Go through the data line by line. Copy each one holding the string "retrying".

(Dataset entries)
________________________

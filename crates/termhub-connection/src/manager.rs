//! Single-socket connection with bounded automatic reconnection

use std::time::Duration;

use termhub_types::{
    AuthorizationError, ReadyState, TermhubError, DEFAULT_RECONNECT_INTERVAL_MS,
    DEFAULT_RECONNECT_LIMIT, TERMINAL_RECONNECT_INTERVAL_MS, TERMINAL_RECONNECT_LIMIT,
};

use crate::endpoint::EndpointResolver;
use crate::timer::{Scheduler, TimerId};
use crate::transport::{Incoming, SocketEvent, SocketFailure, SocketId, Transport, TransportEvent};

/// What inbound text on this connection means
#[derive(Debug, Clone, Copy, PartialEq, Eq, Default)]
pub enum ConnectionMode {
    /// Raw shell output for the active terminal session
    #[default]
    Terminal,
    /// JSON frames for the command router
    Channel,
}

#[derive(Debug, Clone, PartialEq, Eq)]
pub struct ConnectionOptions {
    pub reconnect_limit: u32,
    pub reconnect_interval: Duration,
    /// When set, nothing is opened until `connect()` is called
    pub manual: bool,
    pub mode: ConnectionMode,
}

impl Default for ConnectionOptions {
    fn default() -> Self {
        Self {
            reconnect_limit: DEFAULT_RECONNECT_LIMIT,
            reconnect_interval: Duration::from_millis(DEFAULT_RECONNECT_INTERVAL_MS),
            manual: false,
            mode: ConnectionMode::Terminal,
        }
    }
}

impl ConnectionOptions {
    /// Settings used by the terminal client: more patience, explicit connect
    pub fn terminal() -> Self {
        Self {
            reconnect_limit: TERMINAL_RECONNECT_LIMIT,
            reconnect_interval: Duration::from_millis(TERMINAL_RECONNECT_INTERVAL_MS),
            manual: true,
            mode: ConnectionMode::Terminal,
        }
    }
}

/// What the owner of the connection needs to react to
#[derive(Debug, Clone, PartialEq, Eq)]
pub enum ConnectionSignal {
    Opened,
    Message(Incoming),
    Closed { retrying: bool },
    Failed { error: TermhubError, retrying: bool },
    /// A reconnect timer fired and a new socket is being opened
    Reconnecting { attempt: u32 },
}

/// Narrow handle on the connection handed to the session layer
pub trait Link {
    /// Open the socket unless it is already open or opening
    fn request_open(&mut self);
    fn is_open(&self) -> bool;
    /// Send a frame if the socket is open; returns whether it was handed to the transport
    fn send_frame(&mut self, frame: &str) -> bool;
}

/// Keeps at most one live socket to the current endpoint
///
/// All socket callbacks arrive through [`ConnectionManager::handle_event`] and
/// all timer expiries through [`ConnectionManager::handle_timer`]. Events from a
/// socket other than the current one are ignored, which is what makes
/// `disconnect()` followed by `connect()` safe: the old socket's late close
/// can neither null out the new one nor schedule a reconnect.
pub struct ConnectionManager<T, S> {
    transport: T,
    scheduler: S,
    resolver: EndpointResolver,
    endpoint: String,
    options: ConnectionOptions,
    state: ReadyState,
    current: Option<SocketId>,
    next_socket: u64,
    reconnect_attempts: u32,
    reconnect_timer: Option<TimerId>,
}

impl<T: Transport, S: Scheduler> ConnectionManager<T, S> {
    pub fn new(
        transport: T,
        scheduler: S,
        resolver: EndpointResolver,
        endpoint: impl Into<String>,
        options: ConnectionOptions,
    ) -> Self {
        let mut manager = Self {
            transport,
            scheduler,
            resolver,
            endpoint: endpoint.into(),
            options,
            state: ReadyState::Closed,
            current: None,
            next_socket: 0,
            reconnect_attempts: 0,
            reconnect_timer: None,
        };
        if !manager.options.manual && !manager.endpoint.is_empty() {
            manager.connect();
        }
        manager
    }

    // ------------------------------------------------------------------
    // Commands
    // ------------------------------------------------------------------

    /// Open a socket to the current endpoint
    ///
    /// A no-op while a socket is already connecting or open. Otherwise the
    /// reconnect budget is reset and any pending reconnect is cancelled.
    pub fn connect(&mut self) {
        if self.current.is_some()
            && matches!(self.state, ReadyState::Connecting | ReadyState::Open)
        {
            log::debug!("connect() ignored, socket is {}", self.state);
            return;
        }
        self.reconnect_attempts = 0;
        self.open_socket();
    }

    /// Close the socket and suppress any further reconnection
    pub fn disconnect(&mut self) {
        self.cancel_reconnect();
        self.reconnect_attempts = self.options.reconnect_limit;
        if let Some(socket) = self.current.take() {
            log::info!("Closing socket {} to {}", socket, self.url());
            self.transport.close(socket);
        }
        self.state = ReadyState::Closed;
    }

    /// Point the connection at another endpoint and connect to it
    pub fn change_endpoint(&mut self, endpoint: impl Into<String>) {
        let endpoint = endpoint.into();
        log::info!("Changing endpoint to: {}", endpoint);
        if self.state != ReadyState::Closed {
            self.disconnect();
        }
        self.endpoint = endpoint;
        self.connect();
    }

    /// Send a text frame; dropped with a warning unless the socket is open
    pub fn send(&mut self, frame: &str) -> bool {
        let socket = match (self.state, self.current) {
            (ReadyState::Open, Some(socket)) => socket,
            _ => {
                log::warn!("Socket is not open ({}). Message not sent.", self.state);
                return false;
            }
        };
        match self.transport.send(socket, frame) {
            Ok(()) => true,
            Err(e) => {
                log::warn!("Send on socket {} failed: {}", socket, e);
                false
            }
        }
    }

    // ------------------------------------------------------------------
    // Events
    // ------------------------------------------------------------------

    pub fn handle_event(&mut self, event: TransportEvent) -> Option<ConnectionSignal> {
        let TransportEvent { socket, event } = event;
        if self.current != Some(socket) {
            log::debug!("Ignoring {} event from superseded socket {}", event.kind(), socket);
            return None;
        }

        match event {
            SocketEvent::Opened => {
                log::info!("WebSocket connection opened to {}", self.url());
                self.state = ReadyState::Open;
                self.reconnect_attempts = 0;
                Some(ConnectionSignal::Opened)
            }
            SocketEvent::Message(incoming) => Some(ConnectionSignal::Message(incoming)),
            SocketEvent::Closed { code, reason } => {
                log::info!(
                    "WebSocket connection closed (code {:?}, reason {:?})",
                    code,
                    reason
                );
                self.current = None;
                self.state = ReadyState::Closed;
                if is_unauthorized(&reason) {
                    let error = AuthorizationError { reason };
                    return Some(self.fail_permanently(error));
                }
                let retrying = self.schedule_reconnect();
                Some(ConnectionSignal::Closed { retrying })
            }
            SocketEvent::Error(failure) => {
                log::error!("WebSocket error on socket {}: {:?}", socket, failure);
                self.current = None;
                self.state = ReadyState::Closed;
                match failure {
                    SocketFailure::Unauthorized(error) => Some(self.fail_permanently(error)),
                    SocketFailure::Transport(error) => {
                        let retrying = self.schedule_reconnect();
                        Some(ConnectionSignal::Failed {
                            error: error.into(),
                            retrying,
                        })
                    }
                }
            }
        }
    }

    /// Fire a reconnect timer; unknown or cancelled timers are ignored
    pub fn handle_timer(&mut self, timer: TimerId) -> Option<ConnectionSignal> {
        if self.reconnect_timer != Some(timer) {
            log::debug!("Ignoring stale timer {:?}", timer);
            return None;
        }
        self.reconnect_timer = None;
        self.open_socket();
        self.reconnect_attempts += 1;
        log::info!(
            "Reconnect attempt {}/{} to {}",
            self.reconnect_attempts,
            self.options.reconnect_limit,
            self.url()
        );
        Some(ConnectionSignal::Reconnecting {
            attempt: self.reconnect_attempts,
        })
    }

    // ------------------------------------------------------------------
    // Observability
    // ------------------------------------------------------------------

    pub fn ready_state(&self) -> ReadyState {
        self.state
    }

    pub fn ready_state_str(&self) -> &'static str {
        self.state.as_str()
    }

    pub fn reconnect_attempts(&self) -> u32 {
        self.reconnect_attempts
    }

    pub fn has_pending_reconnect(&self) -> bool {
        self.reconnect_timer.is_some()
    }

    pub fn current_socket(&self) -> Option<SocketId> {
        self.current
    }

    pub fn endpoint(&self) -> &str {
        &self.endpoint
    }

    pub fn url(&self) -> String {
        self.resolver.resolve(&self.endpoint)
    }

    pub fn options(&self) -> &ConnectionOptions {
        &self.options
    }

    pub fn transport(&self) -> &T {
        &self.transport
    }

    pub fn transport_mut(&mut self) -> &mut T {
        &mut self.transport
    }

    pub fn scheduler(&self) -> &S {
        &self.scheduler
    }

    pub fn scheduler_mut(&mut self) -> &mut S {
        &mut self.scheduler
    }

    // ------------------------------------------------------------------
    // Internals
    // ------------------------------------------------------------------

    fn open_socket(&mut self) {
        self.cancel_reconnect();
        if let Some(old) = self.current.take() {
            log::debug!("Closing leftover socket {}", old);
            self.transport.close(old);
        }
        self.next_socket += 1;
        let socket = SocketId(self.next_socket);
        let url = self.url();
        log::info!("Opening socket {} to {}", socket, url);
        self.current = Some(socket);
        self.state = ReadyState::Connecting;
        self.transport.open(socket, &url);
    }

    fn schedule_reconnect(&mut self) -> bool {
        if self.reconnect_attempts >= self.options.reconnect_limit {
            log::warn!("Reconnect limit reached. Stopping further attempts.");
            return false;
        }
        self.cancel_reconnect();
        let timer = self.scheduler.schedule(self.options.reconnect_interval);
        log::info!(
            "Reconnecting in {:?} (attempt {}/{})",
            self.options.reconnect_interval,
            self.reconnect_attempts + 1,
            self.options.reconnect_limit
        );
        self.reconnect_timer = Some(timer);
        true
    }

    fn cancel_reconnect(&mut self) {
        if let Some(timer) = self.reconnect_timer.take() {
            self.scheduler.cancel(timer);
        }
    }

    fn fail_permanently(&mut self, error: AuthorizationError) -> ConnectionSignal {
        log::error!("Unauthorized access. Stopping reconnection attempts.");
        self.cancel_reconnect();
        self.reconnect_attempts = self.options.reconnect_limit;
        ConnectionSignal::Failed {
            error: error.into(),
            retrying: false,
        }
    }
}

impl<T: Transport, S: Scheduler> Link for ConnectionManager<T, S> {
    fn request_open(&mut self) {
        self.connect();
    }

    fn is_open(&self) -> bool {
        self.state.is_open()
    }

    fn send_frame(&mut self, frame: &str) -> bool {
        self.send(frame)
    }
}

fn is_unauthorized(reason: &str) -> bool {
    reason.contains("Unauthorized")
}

________________________

**Answer below:**
    Closed { retrying: bool },
    Failed { error: TermhubError, retrying: bool },
                let retrying = self.schedule_reconnect();
                Some(ConnectionSignal::Closed { retrying })
                        let retrying = self.schedule_reconnect();
                            retrying,
            retrying: false,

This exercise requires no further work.